Al igual que la sensación falsamente beatífica que produce el fentanilo desaparece y puede volverse una adicción que termina en la muerte, así también la búsqueda social y política de la felicidad en una época extremadamente tecnologizada, se transforma en un constante sufrimiento que demanda formas y dosis cada vez más sofisticadas de anestesia.
A los Estados, sin embargo, les molesta el fentanilo y lo persiguen sobre cualquier otra droga.
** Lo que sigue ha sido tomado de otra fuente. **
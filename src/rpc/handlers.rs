//! Request handlers for the paste server

use serde::de::DeserializeOwned;
use serde::Deserialize;
use serde_json::{json, Value};

use super::protocol::{error_codes, Response};
use super::state::ServerState;
use crate::error::ParseError;
use crate::geometry::{esri_json, SpatialReference};
use crate::layer::parse_as_layer;
use crate::stringify::{
    stringify, GeometryReduction, NoProjection, OutputFormat, StringifyOptions,
};

/// Frame assumed for pastes that do not name their coordinate system and
/// callers that do not override it.
const DEFAULT_WKID: i32 = 4326;
const DEFAULT_COLOR: &str = "#ff0000";

fn decode_params<T: DeserializeOwned>(params: Option<Value>) -> Result<T, String> {
    let params = params.ok_or_else(|| "missing params".to_string())?;
    serde_json::from_value(params).map_err(|err| format!("invalid params: {err}"))
}

fn error_code_for(err: &ParseError) -> i32 {
    match err {
        ParseError::UnsupportedGeometry(_) => error_codes::UNSUPPORTED_GEOMETRY,
        ParseError::MalformedInput(_) => error_codes::MALFORMED_INPUT,
        ParseError::UnknownFormat => error_codes::UNKNOWN_FORMAT,
    }
}

#[derive(Debug, Deserialize)]
#[serde(rename_all = "camelCase")]
struct PasteParams {
    source: String,
    default_wkid: Option<i32>,
    color: Option<String>,
}

pub fn handle_paste(
    state: &mut ServerState,
    id: Option<Value>,
    params: Option<Value>,
) -> Response {
    let params: PasteParams = match decode_params(params) {
        Ok(params) => params,
        Err(message) => return Response::error(id, error_codes::INVALID_PARAMS, message),
    };

    let default_spatial_reference =
        SpatialReference::new(params.default_wkid.unwrap_or(DEFAULT_WKID));
    let color = params.color.as_deref().unwrap_or(DEFAULT_COLOR);

    match parse_as_layer(&params.source, default_spatial_reference, color) {
        Ok(layer) => {
            let feature_count = layer.features.len();
            let wkid = layer.spatial_reference.wkid;
            let layer_id = state.add_layer(layer);
            tracing::info!(layer_id, feature_count, wkid, "imported pasted layer");
            Response::success(
                id,
                json!({
                    "layerId": layer_id,
                    "featureCount": feature_count,
                    "wkid": wkid,
                }),
            )
        }
        Err(err) => {
            tracing::warn!(error = %err, "paste failed");
            Response::error(id, error_code_for(&err), err.to_string())
        }
    }
}

pub fn handle_layers(state: &ServerState, id: Option<Value>) -> Response {
    let layers: Vec<Value> = state
        .layers()
        .map(|(layer_id, layer)| {
            json!({
                "layerId": layer_id,
                "featureCount": layer.features.len(),
                "wkid": layer.spatial_reference.wkid,
                "color": layer.color,
            })
        })
        .collect();
    Response::success(id, json!({ "layers": layers }))
}

#[derive(Debug, Deserialize)]
#[serde(rename_all = "camelCase")]
struct LayerParams {
    layer_id: u32,
}

pub fn handle_features(
    state: &ServerState,
    id: Option<Value>,
    params: Option<Value>,
) -> Response {
    let params: LayerParams = match decode_params(params) {
        Ok(params) => params,
        Err(message) => return Response::error(id, error_codes::INVALID_PARAMS, message),
    };

    match state.layer(params.layer_id) {
        Some(layer) => {
            let features: Vec<Value> =
                layer.features.iter().map(esri_json::feature_to_json).collect();
            Response::success(id, json!({ "features": features }))
        }
        None => Response::error(
            id,
            error_codes::LAYER_NOT_FOUND,
            format!("no layer with id {}", params.layer_id),
        ),
    }
}

#[derive(Debug, Deserialize)]
#[serde(rename_all = "camelCase")]
struct StringifyParams {
    layer_id: u32,
    feature_index: usize,
    format: String,
    geometry_type: Option<String>,
    wkid: Option<i32>,
}

pub fn handle_stringify(
    state: &ServerState,
    id: Option<Value>,
    params: Option<Value>,
) -> Response {
    let params: StringifyParams = match decode_params(params) {
        Ok(params) => params,
        Err(message) => return Response::error(id, error_codes::INVALID_PARAMS, message),
    };

    let layer = match state.layer(params.layer_id) {
        Some(layer) => layer,
        None => {
            return Response::error(
                id,
                error_codes::LAYER_NOT_FOUND,
                format!("no layer with id {}", params.layer_id),
            )
        }
    };

    let feature = match layer.features.get(params.feature_index) {
        Some(feature) => feature,
        None => {
            return Response::error(
                id,
                error_codes::INVALID_PARAMS,
                format!("no feature at index {}", params.feature_index),
            )
        }
    };

    let format = match OutputFormat::from_name(&params.format) {
        Some(format) => format,
        None => {
            return Response::error(
                id,
                error_codes::INVALID_PARAMS,
                format!("unknown output format '{}'", params.format),
            )
        }
    };

    let reduction = match params.geometry_type.as_deref() {
        None => GeometryReduction::Original,
        Some(name) => match GeometryReduction::from_name(name) {
            Some(reduction) => reduction,
            None => {
                return Response::error(
                    id,
                    error_codes::INVALID_PARAMS,
                    format!("unknown geometry type '{name}'"),
                )
            }
        },
    };

    let options = StringifyOptions {
        reduction,
        format,
        spatial_reference: SpatialReference::new(
            params.wkid.unwrap_or(layer.spatial_reference.wkid),
        ),
    };

    match stringify(feature, &options, &NoProjection) {
        Ok(text) => Response::success(id, json!({ "text": text })),
        Err(err) => Response::error(id, error_codes::INTERNAL_ERROR, err.to_string()),
    }
}

pub fn handle_remove_layer(
    state: &mut ServerState,
    id: Option<Value>,
    params: Option<Value>,
) -> Response {
    let params: LayerParams = match decode_params(params) {
        Ok(params) => params,
        Err(message) => return Response::error(id, error_codes::INVALID_PARAMS, message),
    };

    if state.remove_layer(params.layer_id) {
        Response::success(id, json!({ "removed": true }))
    } else {
        Response::error(
            id,
            error_codes::LAYER_NOT_FOUND,
            format!("no layer with id {}", params.layer_id),
        )
    }
}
No lo hacen por su condición de farmakon, sino porque, al salirse de su control, le quita el monopolio de la felicidad, el caos y la muerte. Para el Leviatán moderno, hay, como señala Harari, manipulaciones malas y buenas. Estas últimas son las que el Estado promueve para reforzar el control político, el orden social y la economía. Así fomentan empresas que contribuyen a ello, incluyendo la de los fármacos. Junto a corporaciones que año con año desarrollan aditamentos y artefactos que mejoran el bienestar de la gente, cada año nacen nuevas drogas que buscan mejorar la bioquímica humana en aras de la felicidad. Ellas son las metáforas de una sociedad que, en busca de la felicidad, corre precipitadamente hacia la nada. La luz que nos anuncia al final del túnel no es otra cosa que la del monstruoso tren de una felicidad sin sustancia, a la que nos volvemos cada vez más adictos.
Además opino que hay que respetar los Acuerdos de San Andrés, detener la guerra, liberar a todos los presos políticos, hacer justicia a las víctimas de la violencia, juzgar a gobernadores y funcionarios criminales, esclarecer el asesinato de Samir Flores, la masacre de los Le Barón, detener los megaproyectos y devolverle la gobernabilidad a México.